Material provided:
—————
//! Platform configuration resolution
//!
//! Maps a [`PlatformDescriptor`] to the packages the helper needs and the
//! attribute defaults it exposes. Resolution is total: any family without a
//! dedicated row gets the default row.

mod packages;

use crate::attributes::{AttributeDefaults, DEFAULT_TAR};
use crate::config::AttributeOverrides;
use crate::platform::{PlatformDescriptor, PlatformFamily};
use serde::Serialize;

pub use packages::PackageSet;

/// Where the archive tool lives for a family
enum TarLocation {
    Default,
    Fixed(&'static str),
    /// 7-Zip under the system drive, quoted for use in a shell command line
    SevenZip,
}

struct FamilyConfig {
    packages: &'static [&'static str],
    tar: TarLocation,
}

const DEFAULT_CONFIG: FamilyConfig = FamilyConfig {
    packages: &[
        "libtool", "autoconf", "unzip", "rsync", "make", "gcc", "autogen",
    ],
    tar: TarLocation::Default,
};

const DEBIAN_CONFIG: FamilyConfig = FamilyConfig {
    packages: &[
        "libtool",
        "autoconf",
        "unzip",
        "rsync",
        "make",
        "gcc",
        "autogen",
        "shtool",
        "pkg-config",
    ],
    tar: TarLocation::Default,
};

const RHEL_CONFIG: FamilyConfig = FamilyConfig {
    packages: &[
        "libtool",
        "autoconf",
        "unzip",
        "rsync",
        "make",
        "gcc",
        "xz-lzma-compat",
        "bzip2",
        "tar",
    ],
    tar: TarLocation::Default,
};

const FREEBSD_CONFIG: FamilyConfig = FamilyConfig {
    packages: &[
        "libtool", "autoconf", "unzip", "rsync", "gmake", "gcc", "autogen", "gtar",
    ],
    tar: TarLocation::Fixed("/usr/bin/tar"),
};

const SMARTOS_CONFIG: FamilyConfig = FamilyConfig {
    packages: &[
        "libtool", "autoconf", "unzip", "rsync", "make", "gcc", "gtar", "autogen",
    ],
    tar: TarLocation::Fixed("/bin/gtar"),
};

const DARWIN_CONFIG: FamilyConfig = FamilyConfig {
    packages: &[],
    tar: TarLocation::Fixed("/usr/bin/tar"),
};

const WINDOWS_CONFIG: FamilyConfig = FamilyConfig {
    packages: &[],
    tar: TarLocation::SevenZip,
};

fn family_config(family: PlatformFamily) -> &'static FamilyConfig {
    match family {
        PlatformFamily::Debian => &DEBIAN_CONFIG,
        PlatformFamily::Rhel => &RHEL_CONFIG,
        PlatformFamily::Freebsd => &FREEBSD_CONFIG,
        PlatformFamily::Smartos => &SMARTOS_CONFIG,
        PlatformFamily::Darwin => &DARWIN_CONFIG,
        PlatformFamily::Windows => &WINDOWS_CONFIG,
        PlatformFamily::Other => &DEFAULT_CONFIG,
    }
}

/// Host facts that feed into attribute values
#[derive(Debug, Clone, Default, PartialEq, Eq)]
pub struct ResolveContext {
    /// Drive prefix such as `C:`; empty when unknown
    pub system_drive: String,
}

impl ResolveContext {
    pub fn with_system_drive(drive: impl Into<String>) -> Self {
        Self {
            system_drive: drive.into(),
        }
    }

    /// Context for the running host, reading `SYSTEMDRIVE`
    pub fn from_env() -> Self {
        Self::with_system_drive(std::env::var("SYSTEMDRIVE").unwrap_or_default())
    }
}

/// The packages and attributes selected for one platform
#[derive(Debug, Clone, PartialEq, Eq, Serialize)]
pub struct Resolution {
    pub platform: PlatformDescriptor,
    pub packages: PackageSet,
    pub attributes: AttributeDefaults,
}

impl Resolution {
    /// Layer node attribute overrides on top of the resolved defaults.
    /// The package set is left untouched.
    pub fn with_overrides(mut self, overrides: &AttributeOverrides) -> Self {
        overrides.apply(&mut self.attributes);
        self
    }
}

/// Resolve a platform with an empty host context
pub fn resolve(platform: &PlatformDescriptor) -> Resolution {
    resolve_with(platform, &ResolveContext::default())
}

pub fn resolve_with(platform: &PlatformDescriptor, context: &ResolveContext) -> Resolution {
    let config = family_config(platform.family());

    let tar = match config.tar {
        TarLocation::Default => DEFAULT_TAR.to_string(),
        TarLocation::Fixed(path) => path.to_string(),
        TarLocation::SevenZip => format!("\"{}\\7-zip\\7z.exe\"", context.system_drive),
    };

    let resolution = Resolution {
        platform: platform.clone(),
        packages: config.packages.iter().copied().collect(),
        attributes: AttributeDefaults::with_tar(tar),
    };

    crate::logging::log_resolution(&resolution);
    resolution
}
use url::Url;

#[derive(Debug, Clone, PartialEq, Eq)]
pub struct ValidationError {
    pub field: String,
    pub message: String,
}

pub type ValidationResult = Result<(), Vec<ValidationError>>;

pub struct ConfigValidator;

impl ConfigValidator {
    /// Validate a single override value for the named attribute
    pub fn validate_attribute(name: &str, value: &str) -> Result<(), String> {
        match name {
            "apache_mirror" => Self::validate_mirror_url(value),
            _ => Self::validate_path(value),
        }
    }

    /// Validate every `(name, value)` pair, collecting all failures
    pub fn validate_attributes(attributes: &[(&str, &str)]) -> ValidationResult {
        let errors: Vec<ValidationError> = attributes
            .iter()
            .filter_map(|(name, value)| {
                Self::validate_attribute(name, value)
                    .err()
                    .map(|message| ValidationError {
                        field: name.to_string(),
                        message,
                    })
            })
            .collect();

        if errors.is_empty() {
            Ok(())
        } else {
            Err(errors)
        }
    }

    fn validate_mirror_url(value: &str) -> Result<(), String> {
        let url = Url::parse(value).map_err(|e| format!("Invalid URL '{value}': {e}"))?;
        match url.scheme() {
            "http" | "https" => Ok(()),
            scheme => Err(format!(
                "Mirror URL must use http or https, got '{scheme}'"
            )),
        }
    }

    fn validate_path(value: &str) -> Result<(), String> {
        if value.trim().is_empty() {
            return Err("Path must not be empty".to_string());
        }
        if value.contains('\0') {
            return Err("Path contains null bytes".to_string());
        }
        Ok(())
    }
}
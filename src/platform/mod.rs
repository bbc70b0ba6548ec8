pub mod detect;

use serde::{Deserialize, Serialize};
use std::convert::Infallible;
use std::fmt;
use std::str::FromStr;

pub use detect::{detect, detect_from_os_release, OsRelease};

/// Operating system family a configuration is evaluated for
#[derive(Debug, Clone, Copy, PartialEq, Eq, Hash, Default, Serialize, Deserialize)]
#[serde(rename_all = "lowercase")]
pub enum PlatformFamily {
    Debian,
    Rhel,
    Freebsd,
    Darwin,
    Smartos,
    Windows,
    #[default]
    Other,
}

impl PlatformFamily {
    pub const ALL: [PlatformFamily; 7] = [
        PlatformFamily::Debian,
        PlatformFamily::Rhel,
        PlatformFamily::Freebsd,
        PlatformFamily::Darwin,
        PlatformFamily::Smartos,
        PlatformFamily::Windows,
        PlatformFamily::Other,
    ];

    pub fn as_str(&self) -> &'static str {
        match self {
            PlatformFamily::Debian => "debian",
            PlatformFamily::Rhel => "rhel",
            PlatformFamily::Freebsd => "freebsd",
            PlatformFamily::Darwin => "darwin",
            PlatformFamily::Smartos => "smartos",
            PlatformFamily::Windows => "windows",
            PlatformFamily::Other => "other",
        }
    }

    /// Map a concrete platform name (`ubuntu`, `centos`, `mac_os_x`, ...) to its family.
    ///
    /// Unknown names map to [`PlatformFamily::Other`].
    pub fn from_platform_name(name: &str) -> Self {
        match name.trim().to_ascii_lowercase().as_str() {
            "debian" | "ubuntu" | "linuxmint" | "raspbian" => PlatformFamily::Debian,
            "rhel" | "redhat" | "centos" | "scientific" | "oracle" | "amazon" | "fedora"
            | "rocky" | "almalinux" => PlatformFamily::Rhel,
            "freebsd" => PlatformFamily::Freebsd,
            "mac_os_x" | "darwin" | "macos" => PlatformFamily::Darwin,
            "smartos" => PlatformFamily::Smartos,
            "windows" => PlatformFamily::Windows,
            _ => PlatformFamily::Other,
        }
    }
}

impl fmt::Display for PlatformFamily {
    fn fmt(&self, f: &mut fmt::Formatter<'_>) -> fmt::Result {
        f.write_str(self.as_str())
    }
}

impl FromStr for PlatformFamily {
    type Err = Infallible;

    fn from_str(s: &str) -> Result<Self, Self::Err> {
        Ok(Self::from_platform_name(s))
    }
}

/// The platform a configuration is evaluated for. Immutable once built.
#[derive(Debug, Clone, PartialEq, Eq, Default, Serialize)]
pub struct PlatformDescriptor {
    family: PlatformFamily,
    #[serde(skip_serializing_if = "Option::is_none")]
    name: Option<String>,
    version: String,
}

impl PlatformDescriptor {
    pub fn new(family: PlatformFamily, version: impl Into<String>) -> Self {
        Self {
            family,
            name: None,
            version: version.into(),
        }
    }

    /// Build a descriptor from a concrete platform name such as `ubuntu` or `centos`.
    pub fn from_platform(name: &str, version: impl Into<String>) -> Self {
        let name = name.trim().to_ascii_lowercase();
        Self {
            family: PlatformFamily::from_platform_name(&name),
            name: if name.is_empty() { None } else { Some(name) },
            version: version.into(),
        }
    }

    /// The descriptor used when nothing is known about the host.
    pub fn unspecified() -> Self {
        Self::default()
    }

    pub fn family(&self) -> PlatformFamily {
        self.family
    }

    pub fn name(&self) -> Option<&str> {
        self.name.as_deref()
    }

    pub fn version(&self) -> &str {
        &self.version
    }
}

impl fmt::Display for PlatformDescriptor {
    fn fmt(&self, f: &mut fmt::Formatter<'_>) -> fmt::Result {
        match &self.name {
            Some(name) if name != self.family.as_str() => write!(f, "{name} ({})", self.family)?,
            _ => write!(f, "{}", self.family)?,
        }
        if !self.version.is_empty() {
            write!(f, " {}", self.version)?;
        }
        Ok(())
    }
}
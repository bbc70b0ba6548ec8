//! Platform package and attribute resolution for the ark archive helper.
//!
//! Given a platform, [`resolver::resolve`] returns the OS packages the helper
//! needs and the default attributes it exposes (install prefixes, archive
//! tool location, Apache mirror). Lookups are total: unknown platforms get
//! the default row.

pub mod attributes;
pub mod config;
pub mod error;
pub mod logging;
pub mod output;
pub mod plan;
pub mod platform;
pub mod resolver;

#[cfg(any(test, debug_assertions))]
pub mod test_utils;

pub use attributes::AttributeDefaults;
pub use platform::{PlatformDescriptor, PlatformFamily};
pub use resolver::{resolve, resolve_with, PackageSet, Resolution, ResolveContext};
use serde::{Deserialize, Serialize};

pub const DEFAULT_APACHE_MIRROR: &str = "http://apache.mirrors.tds.net";
pub const DEFAULT_PREFIX_ROOT: &str = "/usr/local";
pub const DEFAULT_PREFIX_BIN: &str = "/usr/local/bin";
pub const DEFAULT_PREFIX_HOME: &str = "/usr/local";
pub const DEFAULT_TAR: &str = "/bin/tar";

/// Names accepted by [`AttributeDefaults::get`], in display order
pub const ATTRIBUTE_NAMES: [&str; 6] = [
    "apache_mirror",
    "prefix_root",
    "prefix_bin",
    "prefix_home",
    "tar",
    "sevenzip_binary",
];

/// Default attribute values exposed under the `ark` namespace
#[derive(Debug, Clone, PartialEq, Eq, Serialize, Deserialize)]
pub struct AttributeDefaults {
    pub apache_mirror: String,
    pub prefix_root: String,
    pub prefix_bin: String,
    pub prefix_home: String,
    pub tar: String,
    pub sevenzip_binary: Option<String>,
}

impl AttributeDefaults {
    /// Defaults with the given archive tool path
    pub fn with_tar(tar: impl Into<String>) -> Self {
        Self {
            tar: tar.into(),
            ..Self::default()
        }
    }

    pub fn get(&self, name: &str) -> Option<&str> {
        match name {
            "apache_mirror" => Some(&self.apache_mirror),
            "prefix_root" => Some(&self.prefix_root),
            "prefix_bin" => Some(&self.prefix_bin),
            "prefix_home" => Some(&self.prefix_home),
            "tar" => Some(&self.tar),
            "sevenzip_binary" => self.sevenzip_binary.as_deref(),
            _ => None,
        }
    }

    pub fn is_known(name: &str) -> bool {
        ATTRIBUTE_NAMES.contains(&name)
    }

    /// `(name, value)` pairs for every attribute that has a value
    pub fn entries(&self) -> Vec<(&'static str, &str)> {
        ATTRIBUTE_NAMES
            .iter()
            .filter_map(|name| self.get(name).map(|value| (*name, value)))
            .collect()
    }
}

impl Default for AttributeDefaults {
    fn default() -> Self {
        Self {
            apache_mirror: DEFAULT_APACHE_MIRROR.to_string(),
            prefix_root: DEFAULT_PREFIX_ROOT.to_string(),
            prefix_bin: DEFAULT_PREFIX_BIN.to_string(),
            prefix_home: DEFAULT_PREFIX_HOME.to_string(),
            tar: DEFAULT_TAR.to_string(),
            sevenzip_binary: None,
        }
    }
}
—————
Work item: Copy the records above faithfully. Begin at their first line, end at the line containing "use crate::config::AttributeOverrides;", and include nothing else.

Answer section:
//! Platform configuration resolution
//!
//! Maps a [`PlatformDescriptor`] to the packages the helper needs and the
//! attribute defaults it exposes. Resolution is total: any family without a
//! dedicated row gets the default row.

mod packages;

use crate::attributes::{AttributeDefaults, DEFAULT_TAR};
use crate::config::AttributeOverrides;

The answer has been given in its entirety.